Colorectal cancer is the uncontrollable growth of cells, often starting as a polyp, in the colon or rectum. A polyp is a small growth of cells lining the intestines. Polyps can be flat or raised. Raised polyps are described as pedunculated, if on a stalk, or sessile, if there is no stalk. Polyps are common in those over 50 years of age. They are not cancer. However certain types have a risk of becoming cancerous. Pathologists characterize polyps based on their appearance under the microscope. Those that have pre-malignant potential are termed adenomas.
Colon cancer is the third most common cancer in both men and women, excluding skin cancer. The American Cancer Society estimates there will be 95,270 new cases of colon cancer and 39,220 new cases of rectal cancer in 2016. About 1 in 20 people in the US will develop colon cancer during his or her lifetime. These are alarming statistics. However, if everyone was tested as recommended more lives could be saved.
As a physician specializing in pathology and laboratory medicine, I use the microscope to examine cells and tissues to diagnose colon cancer and other diseases. I know that regular screening is the best way to find colon cancer early.
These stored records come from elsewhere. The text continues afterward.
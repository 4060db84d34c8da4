//! In-process [`CharacterStore`] backed by a vector.
//!
//! Keeps records in insertion order so reverse lookup semantics match the
//! database implementation. Used by tests across the workspace.

use async_trait::async_trait;
use tokio::sync::Mutex;

use crate::character::CharacterRecord;
use crate::store::{CharacterStore, StoreError, Upserted};
use crate::types::CharId;

#[derive(Debug, Default)]
pub struct MemoryCharacterStore {
    records: Mutex<Vec<CharacterRecord>>,
}

impl MemoryCharacterStore {
    pub fn new() -> Self {
        Self::default()
    }

    /// Snapshot of every stored record, oldest first.
    pub async fn records(&self) -> Vec<CharacterRecord> {
        self.records.lock().await.clone()
    }

    /// Number of stored records sharing `char_id`.
    pub async fn count_by_char_id(&self, char_id: CharId) -> usize {
        self.records
            .lock()
            .await
            .iter()
            .filter(|r| r.char_id == char_id)
            .count()
    }
}

fn overwrite(records: &mut [CharacterRecord], record: &CharacterRecord) -> Option<CharacterRecord> {
    let existing = records.iter_mut().find(|r| r.char_id == record.char_id)?;
    existing.name.clone_from(&record.name);
    existing.photo_ref.clone_from(&record.photo_ref);
    Some(existing.clone())
}

#[async_trait]
impl CharacterStore for MemoryCharacterStore {
    async fn find_by_char_id(
        &self,
        char_id: CharId,
    ) -> Result<Option<CharacterRecord>, StoreError> {
        let records = self.records.lock().await;
        Ok(records.iter().find(|r| r.char_id == char_id).cloned())
    }

    async fn find_by_photo_ref(
        &self,
        photo_ref: &str,
    ) -> Result<Option<CharacterRecord>, StoreError> {
        let records = self.records.lock().await;
        Ok(records.iter().find(|r| r.photo_ref == photo_ref).cloned())
    }

    async fn insert(&self, record: &CharacterRecord) -> Result<CharacterRecord, StoreError> {
        self.records.lock().await.push(record.clone());
        Ok(record.clone())
    }

    async fn update_by_char_id(
        &self,
        char_id: CharId,
        name: &str,
        photo_ref: &str,
    ) -> Result<Option<CharacterRecord>, StoreError> {
        let update = CharacterRecord {
            name: name.to_string(),
            char_id,
            photo_ref: photo_ref.to_string(),
        };
        Ok(overwrite(&mut self.records.lock().await, &update))
    }

    async fn upsert_by_char_id(&self, record: &CharacterRecord) -> Result<Upserted, StoreError> {
        let mut records = self.records.lock().await;
        match overwrite(&mut records, record) {
            Some(updated) => Ok(Upserted::Updated(updated)),
            None => {
                records.push(record.clone());
                Ok(Upserted::Inserted(record.clone()))
            }
        }
    }

    async fn ping(&self) -> Result<(), StoreError> {
        Ok(())
    }
}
When detected early, colon cancer is highly treatable; survival rates can be high as 90 percent.
Several tests can be used to screen for pre-cancerous polyps and colon cancer—the fecal occult blood test; flexible sigmoidoscopy; and colonoscopy. All three are widely used and available to patients. Other newer techniques include stool DNA testing (Cologuard) and virtual colonoscopy.
How Can a Patient Decide Which Test is Appropriate?
People should talk with their health care provider about when to begin screening for colorectal cancer, what test(s) to have, the advantages and disadvantages of each test, how often to undergo colorectal cancer screening, and when to stop.
The decision about which test to have usually takes into account several factors, including:
The person’s age, medical history, family history, and general health
The potential harms of the test
The preparation required for the test
Whether sedation may be needed for the test
The follow-up care needed after the test
The convenience of the test
The cost of the test and the availability of insurance coverage
The commonly used colorectal cancer screening tests all have advantages and disadvantages. Talk with your physician about what test is right for you.
Also, ask about the pathologist and lab that will be examining your biopsies. Patients can take steps to help ensure their colon biopsy is read accurately:
Inquire about the pathology laboratory that will examine your tissue sample. Is the laboratory accredited? The CAP accredits more than 7,600 laboratories worldwide and provides an online directory for patients.
Make sure the pathologists who are examining your tissue samples are board-certified.
If you are diagnosed with cancer, find out if your hospital has a multidisciplinary colorectal cancer conference. This is a team of physicians and other health care professionals that meets regularly to discuss diagnosis and management of patients with breast disease, guaranteeing more consultation about the best approach for your care.
If your hospital doesn’t have a multidisciplinary conference, consider getting a second opinion. Second opinions are always welcome. Have your doctor send the biopsy slides to another laboratory and request they be read by a pathologist who specializes in gastrointestinal pathology. Insurance typically covers second opinions.
Seek out accurate and credible resources to help you understand your pathology report and diagnosis, such as the CAP’s resource, “How to Read Your Pathology Report.”
Most accredited surgical pathology laboratories include second opinion slide review as part of their quality management program. Ask about this.
Remember, all treatment begins with a diagnosis. Take control of your healthcare, ask questions, get answers and become engaged, it makes for better care.